Koobface C&C goes silent after alleged controllers exposed
The Koobface network is apparently down, according to Facebook. Ryan McGeehan, Facebook security official, told Reuters that the company's decision to expose the five men alleged to be behind the malware had had an effect within 24 hours: "The thing that we are most excited about is that the botnet is down." Yesterday, Facebook decided to publish the names of alleged gang members based on details of research carried out in 2009-2010 by two German researchers. One of the researchers works for Security company Sophos, which pre-empted Facebook's announcement by publishing the report.
Sophos's Graham Cluley told The H that the command and control servers are not down, they just haven't sent out any new commands since 08:40 GMT on 17 January. "Now they just reply with 404 errors" said Cluley. He did note though that the five men identified by the Drömer/Kollberg investigation "appear to have been busy deleting their social networking accounts", adding "Clearly, the people identified are aware of the report and are clearing up the various breadcrumbs they have left lying around the net".

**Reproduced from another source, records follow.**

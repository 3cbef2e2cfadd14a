//! Canonical document model produced by the schema transformers.
//!
//! Only the fields the transformers populate are modeled. Free-form
//! vocabulary values (title types, relation types, ...) are kept as strings;
//! values the harvester reasons about (date types, resource types, link
//! types) are enums.

use serde::Serialize;

/// A harvested record in normalized form.
#[derive(Debug, Clone, Default, PartialEq, Serialize)]
pub struct CanonicalDocument {
    /// OAI-PMH header identifier.
    pub identifier: String,

    /// Identifier of the repository the record was harvested from.
    pub repository_identifier: String,

    /// The resource's own identifier (usually a DOI).
    #[serde(skip_serializing_if = "Option::is_none")]
    pub resource_identifier: Option<Identifier>,

    #[serde(skip_serializing_if = "Vec::is_empty")]
    pub titles: Vec<Title>,

    #[serde(skip_serializing_if = "Vec::is_empty")]
    pub creators: Vec<Person>,

    #[serde(skip_serializing_if = "Vec::is_empty")]
    pub contributors: Vec<Contributor>,

    #[serde(skip_serializing_if = "Vec::is_empty")]
    pub dates: Vec<DocumentDate>,

    #[serde(skip_serializing_if = "Vec::is_empty")]
    pub descriptions: Vec<Description>,

    #[serde(skip_serializing_if = "Vec::is_empty")]
    pub subjects: Vec<Subject>,

    #[serde(skip_serializing_if = "Vec::is_empty")]
    pub rights: Vec<Rights>,

    #[serde(skip_serializing_if = "Vec::is_empty")]
    pub related_identifiers: Vec<RelatedIdentifier>,

    #[serde(skip_serializing_if = "Vec::is_empty")]
    pub alternate_identifiers: Vec<Identifier>,

    #[serde(skip_serializing_if = "Vec::is_empty")]
    pub geo_locations: Vec<GeoLocation>,

    #[serde(skip_serializing_if = "Vec::is_empty")]
    pub funding_references: Vec<FundingReference>,

    #[serde(skip_serializing_if = "Vec::is_empty")]
    pub web_links: Vec<WebLink>,

    #[serde(skip_serializing_if = "Option::is_none")]
    pub publisher: Option<String>,

    #[serde(skip_serializing_if = "Option::is_none")]
    pub language: Option<String>,

    #[serde(skip_serializing_if = "Option::is_none")]
    pub version: Option<String>,

    #[serde(skip_serializing_if = "Option::is_none")]
    pub resource_type: Option<ResourceType>,

    #[serde(skip_serializing_if = "Option::is_none")]
    pub publication_year: Option<i32>,

    #[serde(skip_serializing_if = "Vec::is_empty")]
    pub formats: Vec<String>,

    #[serde(skip_serializing_if = "Vec::is_empty")]
    pub sizes: Vec<String>,
}

/// Version string carried by tombstone documents.
pub const DELETED_VERSION: &str = "deleted";

impl CanonicalDocument {
    /// Create an empty document for a record.
    #[must_use]
    pub fn new(identifier: impl Into<String>, repository_identifier: impl Into<String>) -> Self {
        Self {
            identifier: identifier.into(),
            repository_identifier: repository_identifier.into(),
            ..Self::default()
        }
    }

    /// Create the minimal document standing in for a deleted record.
    #[must_use]
    pub fn tombstone(
        identifier: impl Into<String>,
        repository_identifier: impl Into<String>,
        datestamp: Option<&str>,
    ) -> Self {
        let mut doc = Self::new(identifier, repository_identifier);
        doc.version = Some(DELETED_VERSION.to_string());
        if let Some(datestamp) = datestamp {
            doc.dates.push(DocumentDate::point(datestamp, DateType::Updated));
        }
        doc
    }

    #[must_use]
    pub fn is_tombstone(&self) -> bool {
        self.version.as_deref() == Some(DELETED_VERSION)
    }

    /// The first title, if any.
    #[must_use]
    pub fn main_title(&self) -> Option<&str> {
        self.titles.first().map(|t| t.value.as_str())
    }
}

/// An identifier with its type (e.g. `DOI`, `URL`, `Handle`).
#[derive(Debug, Clone, PartialEq, Eq, Serialize)]
pub struct Identifier {
    pub value: String,
    #[serde(skip_serializing_if = "Option::is_none")]
    pub identifier_type: Option<String>,
}

impl Identifier {
    #[must_use]
    pub fn new(value: impl Into<String>, identifier_type: Option<String>) -> Self {
        Self {
            value: value.into(),
            identifier_type,
        }
    }
}

#[derive(Debug, Clone, PartialEq, Eq, Serialize)]
pub struct Title {
    pub value: String,
    #[serde(skip_serializing_if = "Option::is_none")]
    pub title_type: Option<String>,
    #[serde(skip_serializing_if = "Option::is_none")]
    pub lang: Option<String>,
}

impl Title {
    #[must_use]
    pub fn new(value: impl Into<String>) -> Self {
        Self {
            value: value.into(),
            title_type: None,
            lang: None,
        }
    }
}

/// Identifier of a person or organization in an identifier scheme (ORCID, ROR, ...).
#[derive(Debug, Clone, PartialEq, Eq, Serialize)]
pub struct NameIdentifier {
    pub value: String,
    #[serde(skip_serializing_if = "Option::is_none")]
    pub scheme: Option<String>,
    #[serde(skip_serializing_if = "Option::is_none")]
    pub scheme_uri: Option<String>,
}

/// A creator, or the person/organization part of a contributor.
#[derive(Debug, Clone, Default, PartialEq, Eq, Serialize)]
pub struct Person {
    pub name: String,
    #[serde(skip_serializing_if = "Option::is_none")]
    pub name_type: Option<String>,
    #[serde(skip_serializing_if = "Option::is_none")]
    pub given_name: Option<String>,
    #[serde(skip_serializing_if = "Option::is_none")]
    pub family_name: Option<String>,
    #[serde(skip_serializing_if = "Vec::is_empty")]
    pub name_identifiers: Vec<NameIdentifier>,
    #[serde(skip_serializing_if = "Vec::is_empty")]
    pub affiliations: Vec<String>,
}

impl Person {
    #[must_use]
    pub fn new(name: impl Into<String>) -> Self {
        Self {
            name: name.into(),
            ..Self::default()
        }
    }
}

#[derive(Debug, Clone, PartialEq, Eq, Serialize)]
pub struct Contributor {
    pub contributor_type: String,
    #[serde(flatten)]
    pub person: Person,
}

/// DataCite date types.
#[derive(Debug, Clone, Copy, PartialEq, Eq, Serialize)]
pub enum DateType {
    Accepted,
    Available,
    Copyrighted,
    Collected,
    Created,
    Issued,
    Submitted,
    Updated,
    Valid,
    Withdrawn,
    Other,
}

impl DateType {
    /// Parse a date type, case-insensitively. Unknown values map to `Other`.
    #[must_use]
    pub fn parse(value: &str) -> Self {
        match value.trim().to_lowercase().as_str() {
            "accepted" => Self::Accepted,
            "available" => Self::Available,
            "copyrighted" => Self::Copyrighted,
            "collected" => Self::Collected,
            "created" => Self::Created,
            "issued" => Self::Issued,
            "submitted" => Self::Submitted,
            "updated" => Self::Updated,
            "valid" => Self::Valid,
            "withdrawn" => Self::Withdrawn,
            _ => Self::Other,
        }
    }
}

/// A point date or a date range, as written in the record.
#[derive(Debug, Clone, PartialEq, Eq, Serialize)]
#[serde(tag = "kind", rename_all = "snake_case")]
pub enum DateValue {
    Point {
        value: String,
    },
    Range {
        #[serde(skip_serializing_if = "Option::is_none")]
        start: Option<String>,
        #[serde(skip_serializing_if = "Option::is_none")]
        end: Option<String>,
    },
}

#[derive(Debug, Clone, PartialEq, Eq, Serialize)]
pub struct DocumentDate {
    pub date: DateValue,
    pub date_type: DateType,
    #[serde(skip_serializing_if = "Option::is_none")]
    pub information: Option<String>,
}

impl DocumentDate {
    #[must_use]
    pub fn point(value: impl Into<String>, date_type: DateType) -> Self {
        Self {
            date: DateValue::Point {
                value: value.into(),
            },
            date_type,
            information: None,
        }
    }
}

#[derive(Debug, Clone, PartialEq, Eq, Serialize)]
pub struct Description {
    pub value: String,
    #[serde(skip_serializing_if = "Option::is_none")]
    pub description_type: Option<String>,
    #[serde(skip_serializing_if = "Option::is_none")]
    pub lang: Option<String>,
}

impl Description {
    #[must_use]
    pub fn new(value: impl Into<String>) -> Self {
        Self {
            value: value.into(),
            description_type: None,
            lang: None,
        }
    }
}

#[derive(Debug, Clone, Default, PartialEq, Eq, Serialize)]
pub struct Subject {
    pub value: String,
    #[serde(skip_serializing_if = "Option::is_none")]
    pub scheme: Option<String>,
    #[serde(skip_serializing_if = "Option::is_none")]
    pub scheme_uri: Option<String>,
    #[serde(skip_serializing_if = "Option::is_none")]
    pub value_uri: Option<String>,
    #[serde(skip_serializing_if = "Option::is_none")]
    pub lang: Option<String>,
}

impl Subject {
    #[must_use]
    pub fn new(value: impl Into<String>) -> Self {
        Self {
            value: value.into(),
            ..Self::default()
        }
    }
}

#[derive(Debug, Clone, Default, PartialEq, Eq, Serialize)]
pub struct Rights {
    #[serde(skip_serializing_if = "Option::is_none")]
    pub value: Option<String>,
    #[serde(skip_serializing_if = "Option::is_none")]
    pub uri: Option<String>,
    #[serde(skip_serializing_if = "Option::is_none")]
    pub lang: Option<String>,
}

#[derive(Debug, Clone, PartialEq, Eq, Serialize)]
pub struct RelatedIdentifier {
    pub value: String,
    pub identifier_type: String,
    #[serde(skip_serializing_if = "Option::is_none")]
    pub relation_type: Option<String>,
    #[serde(skip_serializing_if = "Option::is_none")]
    pub resource_type_general: Option<String>,
}

/// Geographic point in decimal degrees.
#[derive(Debug, Clone, Copy, PartialEq, Serialize)]
pub struct Point {
    pub longitude: f64,
    pub latitude: f64,
}

#[derive(Debug, Clone, Copy, PartialEq, Serialize)]
pub struct BoundingBox {
    pub west: f64,
    pub east: f64,
    pub south: f64,
    pub north: f64,
}

#[derive(Debug, Clone, Default, PartialEq, Serialize)]
pub struct GeoLocation {
    #[serde(skip_serializing_if = "Option::is_none")]
    pub place: Option<String>,
    #[serde(skip_serializing_if = "Option::is_none")]
    pub point: Option<Point>,
    #[serde(skip_serializing_if = "Option::is_none")]
    pub bounding_box: Option<BoundingBox>,
    #[serde(skip_serializing_if = "Vec::is_empty")]
    pub polygons: Vec<Vec<Point>>,
}

impl GeoLocation {
    #[must_use]
    pub fn is_empty(&self) -> bool {
        self.place.is_none()
            && self.point.is_none()
            && self.bounding_box.is_none()
            && self.polygons.is_empty()
    }
}

#[derive(Debug, Clone, Default, PartialEq, Eq, Serialize)]
pub struct FundingReference {
    pub funder_name: String,
    #[serde(skip_serializing_if = "Option::is_none")]
    pub funder_identifier: Option<Identifier>,
    #[serde(skip_serializing_if = "Option::is_none")]
    pub award_number: Option<String>,
    #[serde(skip_serializing_if = "Option::is_none")]
    pub award_uri: Option<String>,
    #[serde(skip_serializing_if = "Option::is_none")]
    pub award_title: Option<String>,
}

#[derive(Debug, Clone, Copy, PartialEq, Eq, Serialize)]
#[serde(rename_all = "snake_case")]
pub enum WebLinkType {
    ProviderLogo,
    ViewUrl,
    Related,
    ResearchData,
}

#[derive(Debug, Clone, PartialEq, Eq, Serialize)]
pub struct WebLink {
    pub name: String,
    pub url: String,
    pub link_type: WebLinkType,
}

impl WebLink {
    #[must_use]
    pub fn new(name: impl Into<String>, url: impl Into<String>, link_type: WebLinkType) -> Self {
        Self {
            name: name.into(),
            url: url.into(),
            link_type,
        }
    }
}

/// DataCite `resourceTypeGeneral` vocabulary.
#[derive(Debug, Clone, Copy, PartialEq, Eq, Serialize)]
pub enum ResourceTypeGeneral {
    Audiovisual,
    Collection,
    DataPaper,
    Dataset,
    Event,
    Image,
    InteractiveResource,
    Model,
    PhysicalObject,
    Service,
    Software,
    Sound,
    Text,
    Workflow,
    Other,
}

impl ResourceTypeGeneral {
    /// Parse a `resourceTypeGeneral` value, case-insensitively.
    #[must_use]
    pub fn parse(value: &str) -> Option<Self> {
        let kind = match value.trim().to_lowercase().as_str() {
            "audiovisual" => Self::Audiovisual,
            "collection" => Self::Collection,
            "datapaper" => Self::DataPaper,
            "dataset" => Self::Dataset,
            "event" => Self::Event,
            "image" => Self::Image,
            "interactiveresource" => Self::InteractiveResource,
            "model" => Self::Model,
            "physicalobject" => Self::PhysicalObject,
            "service" => Self::Service,
            "software" => Self::Software,
            "sound" => Self::Sound,
            "text" => Self::Text,
            "workflow" => Self::Workflow,
            "other" => Self::Other,
            _ => return None,
        };
        Some(kind)
    }
}

#[derive(Debug, Clone, PartialEq, Eq, Serialize)]
pub struct ResourceType {
    pub general: ResourceTypeGeneral,
    #[serde(skip_serializing_if = "Option::is_none")]
    pub value: Option<String>,
}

In the physical domain, the alleged gang members and their operations are proving somewhat harder to track down. None of the five members of the group could be tracked down by Reuters reporters in St Petersberg. The office address for Mobsoft led to a dilapidated building mostly filled with shipping companies who had not heard of the company. Mobsoft's legal address led to an apartment complex where there was no response and Mobsoft phone numbers "yielded no valid leads".